1. Relationship Between the Parties. Each Party’s relationship with the other is that of independent contractor. Nothing contained herein creates a partnership, joint venture or similar business relationship between seller and referrer. No individual will be considered an employee of the other for any purpose.
2. Use of Name. Seller and its employees, agents and representatives will not, without Referrer’s prior written consent in each instance, use in advertising, publicity or other promotional endeavor, the name of Referrer or any of Referrer’s affiliates, or any officer or employee of Referrer, or any trade name, trademark, trade device, service mark, symbol or any abbreviation, contraction or simulation thereof used by Referrer or its affiliates; or represent, directly or indirectly, that any product or service provided by Seller has been approved or endorsed by Seller, or refer to the existence of this Agreement in press releases, advertising or materials distributed to Seller’s prospective customers.
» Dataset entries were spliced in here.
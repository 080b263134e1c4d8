//! In-memory doubles shared by the unit tests.

use std::collections::VecDeque;
use std::path::{Path, PathBuf};
use std::sync::{Arc, Mutex};

use futures_util::{sink, stream};
use tokio::sync::mpsc;
use tokio_tungstenite::tungstenite;

use cloudbot_media::{DownloadedMedia, MediaError, MediaFuture, MediaTransfer};

use crate::connection::{ConnectFuture, ConnectionHandle, Connector, WsTransport};
use crate::error::GatewayError;
use crate::runtime::{
    AgentRoute, AgentRuntime, InboundContext, Peer, ReplyDispatcher, ReplyPayload, RuntimeError,
    RuntimeFuture,
};

pub(crate) type ClientFrames = mpsc::UnboundedSender<Result<tungstenite::Message, tungstenite::Error>>;
pub(crate) type ServerFrames = mpsc::UnboundedReceiver<tungstenite::Message>;

/// Transport backed by channels: frames the client writes arrive on the
/// returned receiver, frames pushed into the sender are read by the client.
pub(crate) fn memory_transport() -> (WsTransport, ClientFrames, ServerFrames) {
    logged_transport(None)
}

fn logged_transport(log: Option<(Arc<Mutex<Vec<String>>>, usize)>) -> (WsTransport, ClientFrames, ServerFrames) {
    let (to_server_tx, to_server_rx) = mpsc::unbounded_channel();
    let (to_client_tx, to_client_rx) = mpsc::unbounded_channel();

    let sink = sink::unfold(
        to_server_tx,
        move |tx: mpsc::UnboundedSender<tungstenite::Message>, msg: tungstenite::Message| {
            let log = log.clone();
            async move {
                if let (Some((log, n)), tungstenite::Message::Close(_)) = (&log, &msg) {
                    log.lock().unwrap().push(format!("close#{n}"));
                }
                tx.send(msg)
                    .map_err(|_| tungstenite::Error::ConnectionClosed)?;
                Ok::<_, tungstenite::Error>(tx)
            }
        },
    );
    let stream = stream::unfold(
        to_client_rx,
        |mut rx: mpsc::UnboundedReceiver<Result<tungstenite::Message, tungstenite::Error>>| async move {
            rx.recv().await.map(|item| (item, rx))
        },
    );

    (
        WsTransport {
            sink: Box::pin(sink),
            stream: Box::pin(stream),
        },
        to_client_tx,
        to_server_rx,
    )
}

/// An open handle whose frames land on the returned receiver.
pub(crate) fn open_handle() -> (ConnectionHandle, mpsc::Receiver<tungstenite::Message>) {
    let (handle, rx) = ConnectionHandle::detached(64);
    handle.mark_open();
    (handle, rx)
}

/// Server side of one accepted mock connection.
pub(crate) struct Accepted {
    pub(crate) url: String,
    pub(crate) to_client: ClientFrames,
    pub(crate) from_client: ServerFrames,
}

impl Accepted {
    /// Sends a text frame to the client.
    pub(crate) fn push_text(&self, text: &str) {
        let _ = self
            .to_client
            .send(Ok(tungstenite::Message::Text(text.to_string().into())));
    }

    /// Next text frame written by the client, skipping pings and pongs.
    pub(crate) async fn next_text(&mut self) -> Option<String> {
        while let Some(msg) = self.from_client.recv().await {
            match msg {
                tungstenite::Message::Text(text) => return Some(text.as_str().to_string()),
                tungstenite::Message::Close(_) => return None,
                _ => {}
            }
        }
        None
    }
}

/// Connector that hands out in-memory sockets, or fails on demand.
///
/// Every accepted connection is forwarded to the receiver returned by
/// [`MockConnector::new`]. Connects and client-side closes are appended to
/// `log` as `connect#n` / `close#n`.
pub(crate) struct MockConnector {
    accepted: mpsc::UnboundedSender<Accepted>,
    failures: Mutex<VecDeque<bool>>,
    always_fail: bool,
    pub(crate) log: Arc<Mutex<Vec<String>>>,
}

impl MockConnector {
    pub(crate) fn new() -> (Self, mpsc::UnboundedReceiver<Accepted>) {
        let (tx, rx) = mpsc::unbounded_channel();
        (
            Self {
                accepted: tx,
                failures: Mutex::new(VecDeque::new()),
                always_fail: false,
                log: Arc::new(Mutex::new(Vec::new())),
            },
            rx,
        )
    }

    /// A connector whose every attempt fails.
    pub(crate) fn refusing() -> (Self, mpsc::UnboundedReceiver<Accepted>) {
        let (mut connector, rx) = Self::new();
        connector.always_fail = true;
        (connector, rx)
    }

    /// Makes the next `n` attempts fail.
    pub(crate) fn fail_next(&self, n: usize) {
        let mut failures = self.failures.lock().unwrap();
        for _ in 0..n {
            failures.push_back(true);
        }
    }

    pub(crate) fn connect_count(&self) -> usize {
        self.log
            .lock()
            .unwrap()
            .iter()
            .filter(|e| e.starts_with("connect#"))
            .count()
    }
}

impl Connector for MockConnector {
    fn connect<'a>(&'a self, url: &'a str) -> ConnectFuture<'a> {
        Box::pin(async move {
            let n = {
                let mut log = self.log.lock().unwrap();
                let n = log.iter().filter(|e| e.starts_with("connect#")).count() + 1;
                log.push(format!("connect#{n}"));
                n
            };

            let fail = self.always_fail || self.failures.lock().unwrap().pop_front().unwrap_or(false);
            if fail {
                return Err(GatewayError::Ws(tungstenite::Error::ConnectionClosed));
            }

            let (transport, to_client, from_client) = logged_transport(Some((self.log.clone(), n)));
            let _ = self.accepted.send(Accepted {
                url: url.to_string(),
                to_client,
                from_client,
            });
            Ok(transport)
        })
    }
}

/// Media store double that records calls.
#[derive(Default)]
pub(crate) struct RecordingMedia {
    pub(crate) uploads: Mutex<Vec<(String, PathBuf, String)>>,
    pub(crate) downloads: Mutex<Vec<(String, String, String)>>,
    fail: bool,
}

impl RecordingMedia {
    pub(crate) fn failing() -> Self {
        Self {
            fail: true,
            ..Default::default()
        }
    }
}

impl MediaTransfer for RecordingMedia {
    fn upload<'a>(
        &'a self,
        server_url: &'a str,
        local_path: &'a Path,
        user_id: &'a str,
    ) -> MediaFuture<'a, String> {
        Box::pin(async move {
            self.uploads.lock().unwrap().push((
                server_url.to_string(),
                local_path.to_path_buf(),
                user_id.to_string(),
            ));
            if self.fail {
                return Err(MediaError::NotFound(local_path.display().to_string()));
            }
            Ok("file-1".to_string())
        })
    }

    fn download<'a>(
        &'a self,
        server_url: &'a str,
        file_path: &'a str,
        user_id: &'a str,
    ) -> MediaFuture<'a, DownloadedMedia> {
        Box::pin(async move {
            self.downloads.lock().unwrap().push((
                server_url.to_string(),
                file_path.to_string(),
                user_id.to_string(),
            ));
            if self.fail {
                return Err(MediaError::Status {
                    status: 404,
                    body: String::new(),
                });
            }
            let name = Path::new(file_path)
                .file_name()
                .and_then(|n| n.to_str())
                .unwrap_or("file")
                .to_string();
            Ok(DownloadedMedia {
                path: PathBuf::from("/inbound").join(format!("1_{name}")),
                mime_type: "image/png".into(),
                original_name: name,
            })
        })
    }
}

/// Runtime double: routes every peer to agent `main`, records contexts and
/// optionally answers with `[Auto Reply] <body>`.
#[derive(Default)]
pub(crate) struct RecordingRuntime {
    pub(crate) contexts: Mutex<Vec<InboundContext>>,
    reply: bool,
    fail: bool,
}

impl RecordingRuntime {
    pub(crate) fn replying() -> Self {
        Self {
            reply: true,
            ..Default::default()
        }
    }

    pub(crate) fn failing() -> Self {
        Self {
            fail: true,
            ..Default::default()
        }
    }
}

impl AgentRuntime for RecordingRuntime {
    fn resolve_agent_route(&self, channel: &str, peer: &Peer) -> AgentRoute {
        AgentRoute {
            agent_id: "main".into(),
            session_key: format!("agent:main:{channel}:dm:{}", peer.id),
        }
    }

    fn dispatch_reply<'a>(
        &'a self,
        ctx: InboundContext,
        dispatcher: ReplyDispatcher,
    ) -> RuntimeFuture<'a, Result<(), RuntimeError>> {
        Box::pin(async move {
            let body = ctx.body.clone();
            self.contexts.lock().unwrap().push(ctx);
            if self.fail {
                return Err(RuntimeError::Dispatch("agent crashed".into()));
            }
            if self.reply {
                let result = dispatcher
                    .deliver(ReplyPayload::text(format!("[Auto Reply] {body}")))
                    .await;
                if let Some(e) = result.error {
                    return Err(RuntimeError::Dispatch(e.to_string()));
                }
            }
            Ok(())
        })
    }
}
3. Force Majeure. Referrer shall not be held responsible nor be deemed to be in default under this Agreement for any delay in performance or failure in performance of any of its obligations hereunder if such delay or failure is the result of causes beyond the control of Referrer.
4. Governing Law. This Agreement, its subject matter and the parties’ respective rights and obligations hereunder shall be governed by and construed in accordance with the laws of the United States, without giving effect to principles regarding conflicts of law.
5. Term and Termination. The term of this Agreement shall continue for one year, or until terminated by either party for any reason upon five (5) days prior written notice without further obligation or liability. Renewal of this agreement must be mutually agreed to by the parties.
6. Assignment. Referrer may assign this Agreement, and/or any rights and/or obligations hereunder upon written notice and without the consent of Seller to any (i) subsidiary or affiliate of Referrer, or (ii) successor pursuant to a merger, consolidation, sale of all or substantially all of its assets. Seller shall not assign this Agreement, and/or any rights and/or obligations hereunder without Referrer’s prior written consent. Any attempted assignment in violation of this Section 9.6 shall be void ab initio.
7. Authority. Both Referrer and Seller have full power and authority to enter into and perform this Agreement, and the person signing this Agreement on behalf of each has been properly authorized and empowered to enter into this Agreement. EACH PARTY FURTHER ACKNOWLEDGES THAT IT HAS READ THIS AGREEMENT, UNDERSTANDS IT, AND AGREES TO BE BOUND BY IT.